### Assignment
Return each line of the listing in which the word "vendor" appears.
__________________________________________________
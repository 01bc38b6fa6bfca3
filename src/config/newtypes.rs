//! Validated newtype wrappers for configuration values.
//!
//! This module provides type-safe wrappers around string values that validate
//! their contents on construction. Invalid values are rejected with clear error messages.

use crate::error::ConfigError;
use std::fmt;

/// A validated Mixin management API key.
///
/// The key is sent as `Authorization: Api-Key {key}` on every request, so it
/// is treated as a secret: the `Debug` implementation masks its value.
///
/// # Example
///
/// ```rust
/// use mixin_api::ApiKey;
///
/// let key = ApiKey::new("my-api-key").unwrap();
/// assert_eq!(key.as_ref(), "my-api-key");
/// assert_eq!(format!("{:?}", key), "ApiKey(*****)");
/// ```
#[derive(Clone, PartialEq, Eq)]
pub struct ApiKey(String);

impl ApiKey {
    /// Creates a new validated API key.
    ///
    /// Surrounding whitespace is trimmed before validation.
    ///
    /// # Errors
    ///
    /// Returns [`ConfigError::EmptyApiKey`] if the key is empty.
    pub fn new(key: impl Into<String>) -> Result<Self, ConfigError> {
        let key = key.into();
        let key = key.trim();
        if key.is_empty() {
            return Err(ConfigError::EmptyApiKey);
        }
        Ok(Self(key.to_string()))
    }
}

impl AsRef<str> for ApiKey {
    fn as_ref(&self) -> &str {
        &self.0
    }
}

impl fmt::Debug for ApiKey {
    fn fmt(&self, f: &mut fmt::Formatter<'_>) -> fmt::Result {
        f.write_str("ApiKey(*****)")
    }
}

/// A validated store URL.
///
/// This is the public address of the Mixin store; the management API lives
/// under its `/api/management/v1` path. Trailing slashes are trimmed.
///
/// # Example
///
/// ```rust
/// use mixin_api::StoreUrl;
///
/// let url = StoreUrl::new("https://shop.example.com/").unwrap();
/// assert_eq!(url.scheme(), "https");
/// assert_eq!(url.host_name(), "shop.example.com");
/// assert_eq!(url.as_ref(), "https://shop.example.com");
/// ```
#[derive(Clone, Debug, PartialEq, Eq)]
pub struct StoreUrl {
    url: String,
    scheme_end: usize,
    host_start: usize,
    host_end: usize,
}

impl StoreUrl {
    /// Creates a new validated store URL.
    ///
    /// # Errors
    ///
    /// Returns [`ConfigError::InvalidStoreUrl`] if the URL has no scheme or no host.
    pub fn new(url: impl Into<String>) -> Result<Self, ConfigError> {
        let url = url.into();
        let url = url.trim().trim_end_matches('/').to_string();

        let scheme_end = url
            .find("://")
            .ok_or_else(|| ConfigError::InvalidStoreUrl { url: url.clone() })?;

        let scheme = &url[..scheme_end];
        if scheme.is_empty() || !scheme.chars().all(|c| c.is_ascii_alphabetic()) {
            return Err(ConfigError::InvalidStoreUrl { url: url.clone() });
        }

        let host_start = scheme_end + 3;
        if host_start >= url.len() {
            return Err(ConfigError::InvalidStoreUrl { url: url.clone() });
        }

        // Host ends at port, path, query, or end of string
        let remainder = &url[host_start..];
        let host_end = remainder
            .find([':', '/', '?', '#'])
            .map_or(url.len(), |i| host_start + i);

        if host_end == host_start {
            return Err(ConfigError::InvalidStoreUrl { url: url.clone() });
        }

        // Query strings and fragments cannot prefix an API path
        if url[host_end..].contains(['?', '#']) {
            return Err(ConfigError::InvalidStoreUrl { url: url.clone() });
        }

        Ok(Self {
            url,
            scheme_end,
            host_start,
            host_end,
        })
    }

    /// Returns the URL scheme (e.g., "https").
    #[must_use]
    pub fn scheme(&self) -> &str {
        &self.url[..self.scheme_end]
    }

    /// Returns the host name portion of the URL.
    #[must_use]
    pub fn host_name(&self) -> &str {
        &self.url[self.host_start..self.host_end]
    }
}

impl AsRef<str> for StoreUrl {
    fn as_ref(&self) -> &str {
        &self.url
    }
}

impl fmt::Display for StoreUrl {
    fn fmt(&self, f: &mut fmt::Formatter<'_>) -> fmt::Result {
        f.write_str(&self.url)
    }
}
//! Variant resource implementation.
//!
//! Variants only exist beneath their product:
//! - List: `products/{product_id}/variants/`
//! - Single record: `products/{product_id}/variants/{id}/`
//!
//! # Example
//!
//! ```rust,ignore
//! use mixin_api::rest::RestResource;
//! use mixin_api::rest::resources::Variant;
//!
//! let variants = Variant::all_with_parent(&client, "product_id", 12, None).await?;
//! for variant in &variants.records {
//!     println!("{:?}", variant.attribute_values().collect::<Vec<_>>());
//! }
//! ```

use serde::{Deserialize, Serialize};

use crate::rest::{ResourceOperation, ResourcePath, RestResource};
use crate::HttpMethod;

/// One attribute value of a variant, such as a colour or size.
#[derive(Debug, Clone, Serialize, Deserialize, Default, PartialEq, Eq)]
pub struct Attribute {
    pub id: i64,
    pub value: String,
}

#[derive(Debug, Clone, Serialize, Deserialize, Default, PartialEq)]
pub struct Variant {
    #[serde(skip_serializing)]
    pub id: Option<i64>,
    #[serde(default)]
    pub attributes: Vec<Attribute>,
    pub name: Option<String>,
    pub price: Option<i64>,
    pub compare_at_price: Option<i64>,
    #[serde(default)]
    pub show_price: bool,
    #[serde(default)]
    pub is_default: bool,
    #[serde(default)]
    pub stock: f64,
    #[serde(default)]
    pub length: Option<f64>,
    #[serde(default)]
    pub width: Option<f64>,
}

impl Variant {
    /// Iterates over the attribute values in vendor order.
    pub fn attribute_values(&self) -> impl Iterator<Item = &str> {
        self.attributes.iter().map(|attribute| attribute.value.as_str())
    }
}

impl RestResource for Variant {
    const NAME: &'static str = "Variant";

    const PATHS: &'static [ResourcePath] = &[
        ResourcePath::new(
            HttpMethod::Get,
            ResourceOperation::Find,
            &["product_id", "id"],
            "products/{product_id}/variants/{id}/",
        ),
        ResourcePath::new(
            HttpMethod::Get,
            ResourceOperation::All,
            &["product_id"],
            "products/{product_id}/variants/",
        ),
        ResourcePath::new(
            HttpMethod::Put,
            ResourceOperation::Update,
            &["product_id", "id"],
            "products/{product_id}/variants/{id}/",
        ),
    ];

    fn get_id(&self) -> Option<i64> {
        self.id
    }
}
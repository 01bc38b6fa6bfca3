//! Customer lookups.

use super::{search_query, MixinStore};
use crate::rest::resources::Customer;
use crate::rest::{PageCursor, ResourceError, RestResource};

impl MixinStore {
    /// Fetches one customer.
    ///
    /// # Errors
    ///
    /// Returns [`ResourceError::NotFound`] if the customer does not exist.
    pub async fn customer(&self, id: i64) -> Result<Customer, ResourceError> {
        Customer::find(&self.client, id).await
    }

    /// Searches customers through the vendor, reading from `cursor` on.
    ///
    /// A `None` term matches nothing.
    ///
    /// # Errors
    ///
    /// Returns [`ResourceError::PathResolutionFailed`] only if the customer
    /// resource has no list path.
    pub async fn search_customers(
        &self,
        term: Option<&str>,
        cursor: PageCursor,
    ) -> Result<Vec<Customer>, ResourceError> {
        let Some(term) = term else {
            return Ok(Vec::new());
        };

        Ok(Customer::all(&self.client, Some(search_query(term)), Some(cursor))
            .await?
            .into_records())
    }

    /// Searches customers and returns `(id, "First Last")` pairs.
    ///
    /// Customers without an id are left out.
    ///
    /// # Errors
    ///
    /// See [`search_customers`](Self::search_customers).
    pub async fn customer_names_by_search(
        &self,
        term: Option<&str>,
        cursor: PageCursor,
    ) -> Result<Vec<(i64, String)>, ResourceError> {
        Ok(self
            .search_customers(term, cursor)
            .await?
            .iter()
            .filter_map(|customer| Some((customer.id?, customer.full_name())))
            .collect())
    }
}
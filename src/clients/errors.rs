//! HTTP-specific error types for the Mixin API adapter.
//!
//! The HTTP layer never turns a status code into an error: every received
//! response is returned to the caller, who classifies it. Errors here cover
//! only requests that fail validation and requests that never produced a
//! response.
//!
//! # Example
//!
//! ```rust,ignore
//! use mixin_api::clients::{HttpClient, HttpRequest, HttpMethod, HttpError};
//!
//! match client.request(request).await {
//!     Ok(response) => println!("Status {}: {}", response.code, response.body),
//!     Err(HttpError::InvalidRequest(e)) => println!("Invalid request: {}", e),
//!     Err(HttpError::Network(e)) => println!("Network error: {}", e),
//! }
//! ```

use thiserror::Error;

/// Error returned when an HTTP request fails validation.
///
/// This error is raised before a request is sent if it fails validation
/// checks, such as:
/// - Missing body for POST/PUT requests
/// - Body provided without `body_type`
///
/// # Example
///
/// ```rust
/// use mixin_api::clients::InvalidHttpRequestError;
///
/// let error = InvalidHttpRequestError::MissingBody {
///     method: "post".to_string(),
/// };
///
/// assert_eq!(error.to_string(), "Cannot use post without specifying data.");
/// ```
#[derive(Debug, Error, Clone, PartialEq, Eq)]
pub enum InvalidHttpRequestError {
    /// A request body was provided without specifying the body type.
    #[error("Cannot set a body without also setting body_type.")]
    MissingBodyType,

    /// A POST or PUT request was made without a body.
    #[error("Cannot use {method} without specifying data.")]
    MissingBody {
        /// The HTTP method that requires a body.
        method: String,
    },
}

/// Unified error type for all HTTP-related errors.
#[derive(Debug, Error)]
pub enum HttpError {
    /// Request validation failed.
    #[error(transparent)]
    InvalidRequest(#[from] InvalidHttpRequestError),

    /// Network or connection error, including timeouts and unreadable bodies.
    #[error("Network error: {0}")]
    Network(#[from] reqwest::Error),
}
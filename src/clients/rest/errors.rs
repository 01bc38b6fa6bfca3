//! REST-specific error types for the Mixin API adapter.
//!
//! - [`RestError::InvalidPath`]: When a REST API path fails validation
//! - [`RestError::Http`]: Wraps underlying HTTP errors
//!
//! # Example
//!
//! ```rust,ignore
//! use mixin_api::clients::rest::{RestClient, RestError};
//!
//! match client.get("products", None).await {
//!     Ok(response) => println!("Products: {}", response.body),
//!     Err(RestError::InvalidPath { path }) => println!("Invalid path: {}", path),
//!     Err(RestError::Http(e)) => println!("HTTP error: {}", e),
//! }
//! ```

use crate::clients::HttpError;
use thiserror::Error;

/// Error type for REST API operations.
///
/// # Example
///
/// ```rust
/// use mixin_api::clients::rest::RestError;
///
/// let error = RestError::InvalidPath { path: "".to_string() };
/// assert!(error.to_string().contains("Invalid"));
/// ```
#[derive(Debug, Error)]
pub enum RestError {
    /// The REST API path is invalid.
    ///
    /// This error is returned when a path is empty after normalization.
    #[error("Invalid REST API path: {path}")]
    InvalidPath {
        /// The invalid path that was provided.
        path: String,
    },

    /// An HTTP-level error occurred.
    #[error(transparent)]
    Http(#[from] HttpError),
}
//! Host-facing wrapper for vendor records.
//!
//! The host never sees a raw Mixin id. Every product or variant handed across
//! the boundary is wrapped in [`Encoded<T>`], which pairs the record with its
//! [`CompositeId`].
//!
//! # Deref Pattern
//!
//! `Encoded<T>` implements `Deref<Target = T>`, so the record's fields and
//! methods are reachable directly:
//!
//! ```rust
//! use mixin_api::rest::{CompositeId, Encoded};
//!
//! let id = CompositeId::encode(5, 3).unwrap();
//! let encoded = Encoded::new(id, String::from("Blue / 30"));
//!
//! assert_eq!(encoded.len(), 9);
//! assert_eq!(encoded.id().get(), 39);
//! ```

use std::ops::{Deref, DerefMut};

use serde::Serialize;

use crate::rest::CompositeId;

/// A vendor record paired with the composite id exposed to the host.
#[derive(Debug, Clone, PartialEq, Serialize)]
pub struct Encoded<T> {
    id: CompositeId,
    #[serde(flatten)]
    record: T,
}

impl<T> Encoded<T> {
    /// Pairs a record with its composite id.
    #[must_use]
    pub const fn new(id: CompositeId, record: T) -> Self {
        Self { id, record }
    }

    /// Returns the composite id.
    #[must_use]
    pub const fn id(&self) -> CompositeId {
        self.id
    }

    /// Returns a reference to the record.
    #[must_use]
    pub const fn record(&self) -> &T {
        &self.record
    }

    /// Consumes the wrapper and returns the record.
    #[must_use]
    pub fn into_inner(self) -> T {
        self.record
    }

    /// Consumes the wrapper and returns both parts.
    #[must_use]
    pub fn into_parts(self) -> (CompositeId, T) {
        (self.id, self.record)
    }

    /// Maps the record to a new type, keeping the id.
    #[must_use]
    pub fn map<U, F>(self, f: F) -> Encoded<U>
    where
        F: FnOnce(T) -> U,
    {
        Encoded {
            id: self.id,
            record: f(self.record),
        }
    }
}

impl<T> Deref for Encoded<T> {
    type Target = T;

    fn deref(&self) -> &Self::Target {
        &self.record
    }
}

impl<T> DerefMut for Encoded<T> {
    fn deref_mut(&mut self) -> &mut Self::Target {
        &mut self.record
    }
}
__________________________________________________
### Task response
    /// Iterates over the attribute values in vendor order.
    /// Searches customers through the vendor, reading from `cursor` on.
//! Host-facing wrapper for vendor records.
/// A vendor record paired with the composite id exposed to the host.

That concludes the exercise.